Latest revision as of 20:13, 10 July 2019

Plants 10–40 cm; caudices branching; vascular bundles and petiole bases marcescent (attached to old stems for more than a season). Stems 1–20+, erect, slender, glabrous proximally, hispid distally. Leaves: basal and proximal cauline persistent, subpetiolate to sessile, blades sometimes 3-nerved, linear to linear-lanceolate, 60–100 × 7–10 mm, stiff, flat, margins entire or subentire, faces glabrous or sparsely hairy; mid to distal cauline sessile, blades linear oblanceolate to linear, 20–40 × 3–5 mm, reduced distally, margins entire. Heads 1–25(–50), in corymbiform arrays. Peduncles 29–36.5 mm, strigillose; bracteoles linear. Involucres 5–6 mm. Phyllaries in 4–5 series, usually prominently 1-nerved, linear, strongly unequal, outer acute, inner acute to obtuse, glabrous. Ray florets 10–20, usually white, rarely pale yellow (conspicuous); laminae 7–7.3 × 1.4–1.6 mm. Disc florets 30–36; corollas 3.8–4.1 mm, lobes 0.5–0.7 mm. Cypselae (obconic) 1–1.5 mm (ribbed), glabrous; pappi 3.4–4 mm (apically clavate). 2n = 18.

Phenology: Flowering Jul–Oct.
Habitat: Dry, sandy, usually calcareous soils, cracks in rocks, limestone pavements, rocky outcrops, grassy slopes, prairies
Elevation: 0–1500 m

Distribution

Man., Ont., Que., Sask., Colo., Conn., Ill., Ind., Iowa, Mich., Minn., Mo., Mont., N.H., N.Y., Ohio, Okla., S.C., S.Dak., Vt., Wis., Wyo.

Discussion

L. Brouillet and J. C. Semple (1981) summarized the morphologic, chemical, cytological, and hybridization data on Solidago ptarmicoides and concluded that, except for the white rays, it is a typical member of sect. Ptarmicoidei.

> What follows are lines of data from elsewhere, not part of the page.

use std::io::{self, BufRead, Write};

use ciyuan_core::{AnalysisResult, Engine, Lexicon, LexiconEntry, LexiconStore, RootGloss};

use crate::history::History;

const PAGE_SIZE: usize = 20;
const HISTORY_LIMIT: usize = 50;

/// 交互命令（以 `:` 开头）；其他输入都当作要查的词。
#[derive(Debug, Clone, PartialEq, Eq)]
pub enum Command {
    Quit,
    Help,
    History,
    Stats,
    /// 清空结果缓存
    Clear,
    /// 列出词表中出现过的首字母
    Initials,
    /// 按首字母浏览（页码从 1 开始）
    Letter(char, usize),
    /// 按词长浏览
    Length(usize),
    /// 只做词源拆解，不查词
    Explain(String),
    Lookup(String),
    Invalid(String),
}

impl Command {
    /// 空行返回 None（调用方直接忽略）。
    pub fn parse(line: &str) -> Option<Self> {
        let line = line.trim();
        if line.is_empty() {
            return None;
        }
        let Some(rest) = line.strip_prefix(':') else {
            return Some(Command::Lookup(line.to_owned()));
        };
        let mut it = rest.split_whitespace();
        let cmd = match it.next().unwrap_or("") {
            "q" | "quit" | "exit" => Command::Quit,
            "h" | "help" => Command::Help,
            "history" => Command::History,
            "stats" => Command::Stats,
            "clear" => Command::Clear,
            "explain" => match it.next() {
                Some(word) => Command::Explain(word.to_owned()),
                None => Command::Invalid("用法：:explain <词>".to_owned()),
            },
            "letter" => {
                let letter = it.next().and_then(|s| s.chars().next());
                let page = it.next().map(|p| p.parse::<usize>());
                match (letter, page) {
                    (None, _) => Command::Initials,
                    (Some(c), None) => Command::Letter(c, 1),
                    (Some(c), Some(Ok(p))) if p >= 1 => Command::Letter(c, p),
                    _ => Command::Invalid("用法：:letter <字母> [页码]".to_owned()),
                }
            }
            "len" => match it.next().map(|n| n.parse::<usize>()) {
                Some(Ok(n)) => Command::Length(n),
                _ => Command::Invalid("用法：:len <长度>".to_owned()),
            },
            other => Command::Invalid(format!("未知命令 :{other}（输入 :help 查看帮助）")),
        };
        Some(cmd)
    }
}

pub fn repl(engine: &Engine<LexiconStore>, json: bool) -> anyhow::Result<()> {
    let stdin = io::stdin();
    let mut out = io::stdout();
    let mut history = History::new(HISTORY_LIMIT);
    let mut line = String::new();

    writeln!(out, "ciyuan | 词条 {} | 输入英文词回车查询，:help 查看命令，:q 退出", engine.lexicon().len())?;
    loop {
        line.clear();
        write!(out, "word> ")?;
        out.flush()?;
        if stdin.lock().read_line(&mut line)? == 0 {
            break;
        }
        let Some(cmd) = Command::parse(&line) else {
            continue;
        };
        match cmd {
            Command::Quit => break,
            Command::Help => print_help(&mut out)?,
            Command::History => {
                if history.is_empty() {
                    writeln!(out, "(暂无历史)")?;
                }
                for (i, w) in history.iter().enumerate() {
                    writeln!(out, "{:>3}. {w}", i + 1)?;
                }
            }
            Command::Stats => {
                let s = engine.cache().stats();
                writeln!(out, "缓存：{} 条，命中 {}，未命中 {}", s.entries, s.hits, s.misses)?;
            }
            Command::Clear => {
                engine.cache().clear();
                writeln!(out, "缓存已清空")?;
            }
            Command::Initials => {
                let initials: String = engine.lexicon().initials().collect();
                writeln!(out, "首字母: {initials}")?;
            }
            Command::Explain(word) => {
                let roots = engine.explain(&word);
                if roots.is_empty() {
                    writeln!(out, "{word}: 无已知词根")?;
                } else {
                    render_roots(&mut out, &roots)?;
                }
            }
            Command::Letter(c, page) => {
                let entries = engine.lexicon().entries_with_initial(c);
                print_page(&mut out, &entries, page)?;
            }
            Command::Length(n) => {
                let entries: Vec<_> = engine
                    .lexicon()
                    .entries_of_length(n)
                    .into_iter()
                    .map(|(_, e)| e)
                    .collect();
                print_page(&mut out, &entries, 1)?;
            }
            Command::Lookup(word) => {
                let result = engine.resolve(&word);
                history.push(&result.normalized_word);
                if json {
                    writeln!(out, "{}", serde_json::to_string_pretty(&result)?)?;
                } else {
                    render(&mut out, &result)?;
                }
            }
            Command::Invalid(msg) => writeln!(out, "{msg}")?,
        }
    }
    Ok(())
}

fn print_help(out: &mut impl Write) -> io::Result<()> {
    writeln!(out, "命令：")?;
    writeln!(out, "  <word>              查询")?;
    writeln!(out, "  :letter             列出首字母")?;
    writeln!(out, "  :letter <c> [页码]  按首字母浏览词表")?;
    writeln!(out, "  :len <n>            按词长浏览词表")?;
    writeln!(out, "  :history            查询历史")?;
    writeln!(out, "  :explain <word>     词源拆解")?;
    writeln!(out, "  :stats              缓存统计")?;
    writeln!(out, "  :clear              清空缓存")?;
    writeln!(out, "  :q                  退出")
}

fn print_page(out: &mut impl Write, entries: &[&LexiconEntry], page: usize) -> io::Result<()> {
    if entries.is_empty() {
        return writeln!(out, "(无词条)");
    }
    let pages = entries.len().div_ceil(PAGE_SIZE);
    let page = page.min(pages);
    let start = (page - 1) * PAGE_SIZE;
    for e in entries.iter().skip(start).take(PAGE_SIZE) {
        match &e.pinyin {
            Some(py) => writeln!(out, "  {:<14} {} ({py})", e.english, e.chinese)?,
            None => writeln!(out, "  {:<14} {}", e.english, e.chinese)?,
        }
    }
    writeln!(out, "-- 第 {page}/{pages} 页，共 {} 条 --", entries.len())
}

/// 人类可读的结果展示。
pub fn render(out: &mut impl Write, r: &AnalysisResult) -> io::Result<()> {
    writeln!(out, "--------------------")?;
    let Some(entry) = &r.matched_entry else {
        writeln!(out, "{}: 未找到", r.normalized_word)?;
        return render_etymology(out, r);
    };
    writeln!(
        out,
        "{} -> {}  [{} {:.2}]",
        r.normalized_word, entry.chinese, r.match_kind, r.confidence
    )?;
    if let Some(py) = &entry.pinyin {
        writeln!(out, "  拼音: {py}")?;
    }
    writeln!(out, "  分类: {}", entry.category)?;
    if !r.decomposition.is_empty() {
        let parts: Vec<String> = r
            .decomposition
            .iter()
            .map(|p| match &p.lemma {
                Some(lemma) => format!("{}[{lemma}]({})", p.text, p.gloss),
                None => format!("{}({})", p.text, p.gloss),
            })
            .collect();
        writeln!(out, "  拆解: {}", parts.join(" + "))?;
    }
    if let Some(a) = &r.annotation {
        if !a.structure.is_empty() {
            writeln!(out, "  结构: {}", a.structure)?;
        }
        if !a.meaning.is_empty() {
            writeln!(out, "  释义: {}", a.meaning)?;
        }
    }
    if !r.suggestions.is_empty() {
        let s: Vec<String> = r
            .suggestions
            .iter()
            .map(|e| format!("{}({})", e.english, e.chinese))
            .collect();
        writeln!(out, "  备选: {}", s.join(", "))?;
    }
    render_etymology(out, r)
}

fn render_etymology(out: &mut impl Write, r: &AnalysisResult) -> io::Result<()> {
    if r.etymology.is_empty() {
        return Ok(());
    }
    render_roots(out, &r.etymology)
}

fn render_roots(out: &mut impl Write, roots: &[RootGloss]) -> io::Result<()> {
    let roots: Vec<String> = roots.iter().map(|g| format!("{}={}", g.root, g.meaning)).collect();
    writeln!(out, "  词源: {}", roots.join(" "))
}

The species hybridizes with S. rigida, S. ohioensis, S. riddellii, and perhaps other goldenrods. It is not known to hybridize with any species of aster (regardless of genus); the supposed Aster × Solidago hybrids are the basis of all reports of intergeneric hybrids in the literature. Horticultural hybrids involving S. ptarmicoides and other Solidago species have been treated as S. ×luteus (M. L. Green ex Dress) Brouillet & Semple (×Solidaster luteus M. L. Green ex Dress). Solidago ×bernardii B. Boivin [Oligoneuron ×bernardii (B. Boivin) G. L. Nesom] is the formal name applied to S. ptarmicoides × S. riddellii hybrids; those have cream rays. Solidago ×lutescens (Lindley ex de Candolle) B. Boivin [Diplopappus lutescens Lindley ex de Candolle; D. albus var. lutescens (Lindley ex de Candolle) Hooker ex Torrey & A. Gray; Aster lutescens (Lindley ex de Candolle) Hooker ex Torrey & A. Gray; A. ptarmicoides var. lutescens (Lindley ex de Candolle) A. Gray; Oligoneuron ×lutescens (Lindley ex de Candolle) G. L. Nesom] applies to hybrids between S. ptarmicoides and S. rigida or S. riddellii from the prairies; these also have cream colored rays.

References

None.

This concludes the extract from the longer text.